Source records
>>>
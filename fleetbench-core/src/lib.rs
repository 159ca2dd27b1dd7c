// Licensed to the Apache Software Foundation (ASF) under one
// or more contributor license agreements.  See the NOTICE file
// distributed with this work for additional information
// regarding copyright ownership.  The ASF licenses this file
// to you under the Apache License, Version 2.0 (the
// "License"); you may not use this file except in compliance
// with the License.  You may obtain a copy of the License at
//
//   http://www.apache.org/licenses/LICENSE-2.0
//
// Unless required by applicable law or agreed to in writing,
// software distributed under the License is distributed on an
// "AS IS" BASIS, WITHOUT WARRANTIES OR CONDITIONS OF ANY
// KIND, either express or implied.  See the License for the
// specific language governing permissions and limitations
// under the License.

//! Shared data model, capabilities, and statistics for the FleetBench
//! distributed benchmark harness.

pub mod aggregator;
pub mod capabilities;
pub mod catalog;
pub mod classifier;
pub mod config;
pub mod error;
pub mod keys;
pub mod metrics;
pub mod model;
pub mod store;

pub use error::{Error, Result};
<<<
- Task objective
Without omitting anything, set down all the entries above again.

- Task result
filename fleetbench-core/src/lib.rs
repository 159ca2dd27b1dd7c
// Licensed to the Apache Software Foundation (ASF) under one
// or more contributor license agreements.  See the NOTICE file
// distributed with this work for additional information
// regarding copyright ownership.  The ASF licenses this file
// to you under the Apache License, Version 2.0 (the
// "License"); you may not use this file except in compliance
// with the License.  You may obtain a copy of the License at
//
//   http://www.apache.org/licenses/LICENSE-2.0
//
// Unless required by applicable law or agreed to in writing,
// software distributed under the License is distributed on an
// "AS IS" BASIS, WITHOUT WARRANTIES OR CONDITIONS OF ANY
// KIND, either express or implied.  See the License for the
// specific language governing permissions and limitations
// under the License.

//! Shared data model, capabilities, and statistics for the FleetBench
//! distributed benchmark harness.

pub mod aggregator;
pub mod capabilities;
pub mod catalog;
pub mod classifier;
pub mod config;
pub mod error;
pub mod keys;
pub mod metrics;
pub mod model;
pub mod store;

pub use error::{Error, Result};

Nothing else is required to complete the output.